#### Task requirements:
The expected result is every line of the records, printed exactly.

++++ Available records

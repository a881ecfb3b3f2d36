//! Lightweight configuration loader and path helpers.
//!
//! Uses Figment to merge built-in defaults + `config.toml` + `config.<env>.toml`
//! + `APP_*` env vars (`__` separates nested keys, e.g. `APP_SEARCH__ALPHA`).
//! Provides helpers to expand `~` and `${VAR}` and to resolve relative paths
//! against a known base directory.
use figment::{
    providers::{Env, Format, Serialized, Toml},
    Figment,
};
use serde::{Deserialize, Serialize};
use std::env;
use std::path::{Path, PathBuf};

use crate::error::{Error, Result};
use crate::types::{Distance, TieBreak};

#[derive(Debug, Clone, Copy, PartialEq, Eq, Serialize, Deserialize)]
#[serde(default)]
pub struct ChunkingSettings {
    pub max_chars: usize,
    pub overlap: usize,
}

impl Default for ChunkingSettings {
    fn default() -> Self {
        Self { max_chars: 1000, overlap: 200 }
    }
}

impl ChunkingSettings {
    pub fn validate(&self) -> Result<()> {
        if self.max_chars == 0 {
            return Err(Error::InvalidConfig("chunking.max_chars must be greater than zero".into()));
        }
        Ok(())
    }
}

#[derive(Debug, Clone, Copy, PartialEq, Serialize, Deserialize)]
#[serde(default)]
pub struct SearchSettings {
    /// Weight of the semantic signal; `1 - alpha` goes to the lexical signal.
    pub alpha: f32,
    /// Backend candidate pool is `k * candidate_multiplier`.
    pub candidate_multiplier: usize,
    pub tie_break: TieBreak,
    pub default_k: usize,
}

impl Default for SearchSettings {
    fn default() -> Self {
        Self { alpha: 0.7, candidate_multiplier: 3, tie_break: TieBreak::ArrivalOrder, default_k: 5 }
    }
}

impl SearchSettings {
    pub fn validate(&self) -> Result<()> {
        validate_alpha(self.alpha)?;
        if self.candidate_multiplier == 0 {
            return Err(Error::InvalidConfig("search.candidate_multiplier must be at least 1".into()));
        }
        if self.default_k == 0 {
            return Err(Error::InvalidConfig("search.default_k must be greater than zero".into()));
        }
        Ok(())
    }

    /// Size of the semantic candidate pool requested for a top-`k` search.
    pub fn candidate_pool(&self, k: usize) -> usize {
        k.saturating_mul(self.candidate_multiplier.max(1)).max(k)
    }
}

/// Reject weights outside `[0, 1]` (NaN included).
pub fn validate_alpha(alpha: f32) -> Result<()> {
    if !(0.0..=1.0).contains(&alpha) {
        return Err(Error::InvalidConfig(format!("alpha must lie in [0, 1], got {alpha}")));
    }
    Ok(())
}

#[derive(Debug, Clone, Copy, Default, PartialEq, Eq, Serialize, Deserialize)]
#[serde(rename_all = "snake_case")]
pub enum EmbeddingProvider {
    #[default]
    Hash,
    Model,
}

#[derive(Debug, Clone, PartialEq, Eq, Serialize, Deserialize)]
#[serde(default)]
pub struct EmbeddingSettings {
    pub provider: EmbeddingProvider,
    pub dim: usize,
    pub model_dir: Option<String>,
    pub max_len: usize,
}

impl Default for EmbeddingSettings {
    fn default() -> Self {
        Self { provider: EmbeddingProvider::Hash, dim: 384, model_dir: None, max_len: 256 }
    }
}

impl EmbeddingSettings {
    pub fn validate(&self) -> Result<()> {
        if self.dim == 0 {
            return Err(Error::InvalidConfig("embedding.dim must be greater than zero".into()));
        }
        if self.max_len == 0 {
            return Err(Error::InvalidConfig("embedding.max_len must be greater than zero".into()));
        }
        Ok(())
    }
}

#[derive(Debug, Clone, Copy, Default, PartialEq, Eq, Serialize, Deserialize)]
#[serde(rename_all = "snake_case")]
pub enum BackendKind {
    #[default]
    Memory,
    Lance,
}

#[derive(Debug, Clone, PartialEq, Eq, Serialize, Deserialize)]
#[serde(default)]
pub struct IndexSettings {
    pub collection: String,
    pub backend: BackendKind,
    pub distance: Distance,
    pub lance_uri: String,
    /// Metadata keys that persistent backends store as filterable columns.
    pub filter_fields: Vec<String>,
}

impl Default for IndexSettings {
    fn default() -> Self {
        Self {
            collection: "passages".to_string(),
            backend: BackendKind::Memory,
            distance: Distance::Cosine,
            lance_uri: "data/indexes/lancedb".to_string(),
            filter_fields: vec!["source_type".to_string(), "filename".to_string()],
        }
    }
}

impl IndexSettings {
    pub fn validate(&self) -> Result<()> {
        if self.collection.trim().is_empty() {
            return Err(Error::InvalidConfig("index.collection must not be empty".into()));
        }
        for field in &self.filter_fields {
            if field.is_empty() || !field.chars().all(|c| c.is_ascii_alphanumeric() || c == '_') {
                return Err(Error::InvalidConfig(format!(
                    "index.filter_fields entry '{field}' must match [A-Za-z0-9_]+"
                )));
            }
        }
        Ok(())
    }
}

#[derive(Debug, Clone, PartialEq, Eq, Serialize, Deserialize)]
#[serde(default)]
pub struct DataSettings {
    pub raw_txt_dir: String,
    pub source_type: String,
}

impl Default for DataSettings {
    fn default() -> Self {
        Self { raw_txt_dir: "data/txt".to_string(), source_type: "text".to_string() }
    }
}

/// Typed view over every configuration section.
#[derive(Debug, Clone, Default, PartialEq, Serialize, Deserialize)]
#[serde(default)]
pub struct Settings {
    pub chunking: ChunkingSettings,
    pub search: SearchSettings,
    pub embedding: EmbeddingSettings,
    pub index: IndexSettings,
    pub data: DataSettings,
}

impl Settings {
    pub fn validate(&self) -> Result<()> {
        self.chunking.validate()?;
        self.search.validate()?;
        self.embedding.validate()?;
        self.index.validate()
    }
}

pub struct Config {
    figment: Figment,
}

impl Config {
    pub fn load() -> Result<Self> {
        let env_name = env::var("RUST_ENV").unwrap_or_else(|_| "dev".to_string());

        let mut figment = Figment::from(Serialized::defaults(Settings::default()))
            .merge(Toml::file("config.toml"));
        match env_name.as_str() {
            "dev" | "development" => figment = figment.merge(Toml::file("config.dev.toml")),
            "prod" | "production" => figment = figment.merge(Toml::file("config.prod.toml")),
            "test" | "testing" => figment = figment.merge(Toml::file("config.test.toml")),
            other => tracing::debug!(env = other, "no environment-specific config file for RUST_ENV"),
        }
        figment = figment.merge(Env::prefixed("APP_").split("__"));

        let config = Self { figment };
        config.settings()?;
        Ok(config)
    }

    /// Build from an explicit figment; defaults are layered underneath.
    pub fn from_figment(figment: Figment) -> Self {
        Self { figment: Figment::from(Serialized::defaults(Settings::default())).merge(figment) }
    }

    pub fn get<T>(&self, key: &str) -> Result<T>
    where
        T: serde::de::DeserializeOwned,
    {
        Ok(self.figment.extract_inner(key)?)
    }

    /// Extract and validate every section.
    pub fn settings(&self) -> Result<Settings> {
        let settings: Settings = self.figment.extract()?;
        settings.validate()?;
        Ok(settings)
    }
}

/// Expand a user-provided path string:
/// - Expands leading '~' to the user's home directory
/// - Expands ${VAR} and $VAR environment variables
/// - Returns a PathBuf without attempting to canonicalize
pub fn expand_path<S: AsRef<str>>(input: S) -> PathBuf {
    let s = input.as_ref();
    let expanded_env = shellexpand::env(s).unwrap_or(std::borrow::Cow::Borrowed(s));
    let expanded = shellexpand::tilde(&expanded_env);
    PathBuf::from(expanded.as_ref())
}

/// Resolve a possibly relative path against a given base directory after expansion.
/// If `p` is absolute, it's returned as-is; otherwise `base.join(p)` is returned.
pub fn resolve_with_base<S: AsRef<str>>(base: &Path, p: S) -> PathBuf {
    let p = expand_path(p);
    if p.is_absolute() { p } else { base.join(p) }
}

++++++++

#### The answer:
repository a881ecfb3b3f2d36
//! Lightweight configuration loader and path helpers.
//!
//! Uses Figment to merge built-in defaults + `config.toml` + `config.<env>.toml`
//! + `APP_*` env vars (`__` separates nested keys, e.g. `APP_SEARCH__ALPHA`).
//! Provides helpers to expand `~` and `${VAR}` and to resolve relative paths
//! against a known base directory.
use figment::{
    providers::{Env, Format, Serialized, Toml},
    Figment,
};
use serde::{Deserialize, Serialize};
use std::env;
use std::path::{Path, PathBuf};

use crate::error::{Error, Result};
use crate::types::{Distance, TieBreak};

#[derive(Debug, Clone, Copy, PartialEq, Eq, Serialize, Deserialize)]
#[serde(default)]
pub struct ChunkingSettings {
    pub max_chars: usize,
    pub overlap: usize,
}

impl Default for ChunkingSettings {
    fn default() -> Self {
        Self { max_chars: 1000, overlap: 200 }
    }
}

impl ChunkingSettings {
    pub fn validate(&self) -> Result<()> {
        if self.max_chars == 0 {
            return Err(Error::InvalidConfig("chunking.max_chars must be greater than zero".into()));
        }
        Ok(())
    }
}

#[derive(Debug, Clone, Copy, PartialEq, Serialize, Deserialize)]
#[serde(default)]
pub struct SearchSettings {
    /// Weight of the semantic signal; `1 - alpha` goes to the lexical signal.
    pub alpha: f32,
    /// Backend candidate pool is `k * candidate_multiplier`.
    pub candidate_multiplier: usize,
    pub tie_break: TieBreak,
    pub default_k: usize,
}

impl Default for SearchSettings {
    fn default() -> Self {
        Self { alpha: 0.7, candidate_multiplier: 3, tie_break: TieBreak::ArrivalOrder, default_k: 5 }
    }
}

impl SearchSettings {
    pub fn validate(&self) -> Result<()> {
        validate_alpha(self.alpha)?;
        if self.candidate_multiplier == 0 {
            return Err(Error::InvalidConfig("search.candidate_multiplier must be at least 1".into()));
        }
        if self.default_k == 0 {
            return Err(Error::InvalidConfig("search.default_k must be greater than zero".into()));
        }
        Ok(())
    }

    /// Size of the semantic candidate pool requested for a top-`k` search.
    pub fn candidate_pool(&self, k: usize) -> usize {
        k.saturating_mul(self.candidate_multiplier.max(1)).max(k)
    }
}

/// Reject weights outside `[0, 1]` (NaN included).
pub fn validate_alpha(alpha: f32) -> Result<()> {
    if !(0.0..=1.0).contains(&alpha) {
        return Err(Error::InvalidConfig(format!("alpha must lie in [0, 1], got {alpha}")));
    }
    Ok(())
}

#[derive(Debug, Clone, Copy, Default, PartialEq, Eq, Serialize, Deserialize)]
#[serde(rename_all = "snake_case")]
pub enum EmbeddingProvider {
    #[default]
    Hash,
    Model,
}

#[derive(Debug, Clone, PartialEq, Eq, Serialize, Deserialize)]
#[serde(default)]
pub struct EmbeddingSettings {
    pub provider: EmbeddingProvider,
    pub dim: usize,
    pub model_dir: Option<String>,
    pub max_len: usize,
}

impl Default for EmbeddingSettings {
    fn default() -> Self {
        Self { provider: EmbeddingProvider::Hash, dim: 384, model_dir: None, max_len: 256 }
    }
}

impl EmbeddingSettings {
    pub fn validate(&self) -> Result<()> {
        if self.dim == 0 {
            return Err(Error::InvalidConfig("embedding.dim must be greater than zero".into()));
        }
        if self.max_len == 0 {
            return Err(Error::InvalidConfig("embedding.max_len must be greater than zero".into()));
        }
        Ok(())
    }
}

#[derive(Debug, Clone, Copy, Default, PartialEq, Eq, Serialize, Deserialize)]
#[serde(rename_all = "snake_case")]
pub enum BackendKind {
    #[default]
    Memory,
    Lance,
}

#[derive(Debug, Clone, PartialEq, Eq, Serialize, Deserialize)]
#[serde(default)]
pub struct IndexSettings {
    pub collection: String,
    pub backend: BackendKind,
    pub distance: Distance,
    pub lance_uri: String,
    /// Metadata keys that persistent backends store as filterable columns.
    pub filter_fields: Vec<String>,
}

impl Default for IndexSettings {
    fn default() -> Self {
        Self {
            collection: "passages".to_string(),
            backend: BackendKind::Memory,
            distance: Distance::Cosine,
            lance_uri: "data/indexes/lancedb".to_string(),
            filter_fields: vec!["source_type".to_string(), "filename".to_string()],
        }
    }
}

impl IndexSettings {
    pub fn validate(&self) -> Result<()> {
        if self.collection.trim().is_empty() {
            return Err(Error::InvalidConfig("index.collection must not be empty".into()));
        }
        for field in &self.filter_fields {
            if field.is_empty() || !field.chars().all(|c| c.is_ascii_alphanumeric() || c == '_') {
                return Err(Error::InvalidConfig(format!(
                    "index.filter_fields entry '{field}' must match [A-Za-z0-9_]+"
                )));
            }
        }
        Ok(())
    }
}

#[derive(Debug, Clone, PartialEq, Eq, Serialize, Deserialize)]
#[serde(default)]
pub struct DataSettings {
    pub raw_txt_dir: String,
    pub source_type: String,
}

impl Default for DataSettings {
    fn default() -> Self {
        Self { raw_txt_dir: "data/txt".to_string(), source_type: "text".to_string() }
    }
}

/// Typed view over every configuration section.
#[derive(Debug, Clone, Default, PartialEq, Serialize, Deserialize)]
#[serde(default)]
pub struct Settings {
    pub chunking: ChunkingSettings,
    pub search: SearchSettings,
    pub embedding: EmbeddingSettings,
    pub index: IndexSettings,
    pub data: DataSettings,
}

impl Settings {
    pub fn validate(&self) -> Result<()> {
        self.chunking.validate()?;
        self.search.validate()?;
        self.embedding.validate()?;
        self.index.validate()
    }
}

pub struct Config {
    figment: Figment,
}

impl Config {
    pub fn load() -> Result<Self> {
        let env_name = env::var("RUST_ENV").unwrap_or_else(|_| "dev".to_string());

        let mut figment = Figment::from(Serialized::defaults(Settings::default()))
            .merge(Toml::file("config.toml"));
        match env_name.as_str() {
            "dev" | "development" => figment = figment.merge(Toml::file("config.dev.toml")),
            "prod" | "production" => figment = figment.merge(Toml::file("config.prod.toml")),
            "test" | "testing" => figment = figment.merge(Toml::file("config.test.toml")),
            other => tracing::debug!(env = other, "no environment-specific config file for RUST_ENV"),
        }
        figment = figment.merge(Env::prefixed("APP_").split("__"));

        let config = Self { figment };
        config.settings()?;
        Ok(config)
    }

    /// Build from an explicit figment; defaults are layered underneath.
    pub fn from_figment(figment: Figment) -> Self {
        Self { figment: Figment::from(Serialized::defaults(Settings::default())).merge(figment) }
    }

    pub fn get<T>(&self, key: &str) -> Result<T>
    where
        T: serde::de::DeserializeOwned,
    {
        Ok(self.figment.extract_inner(key)?)
    }

    /// Extract and validate every section.
    pub fn settings(&self) -> Result<Settings> {
        let settings: Settings = self.figment.extract()?;
        settings.validate()?;
        Ok(settings)
    }
}

/// Expand a user-provided path string:
/// - Expands leading '~' to the user's home directory
/// - Expands ${VAR} and $VAR environment variables
/// - Returns a PathBuf without attempting to canonicalize
pub fn expand_path<S: AsRef<str>>(input: S) -> PathBuf {
    let s = input.as_ref();
    let expanded_env = shellexpand::env(s).unwrap_or(std::borrow::Cow::Borrowed(s));
    let expanded = shellexpand::tilde(&expanded_env);
    PathBuf::from(expanded.as_ref())
}

/// Resolve a possibly relative path against a given base directory after expansion.
/// If `p` is absolute, it's returned as-is; otherwise `base.join(p)` is returned.
pub fn resolve_with_base<S: AsRef<str>>(base: &Path, p: S) -> PathBuf {
    let p = expand_path(p);
    if p.is_absolute() { p } else { base.join(p) }
}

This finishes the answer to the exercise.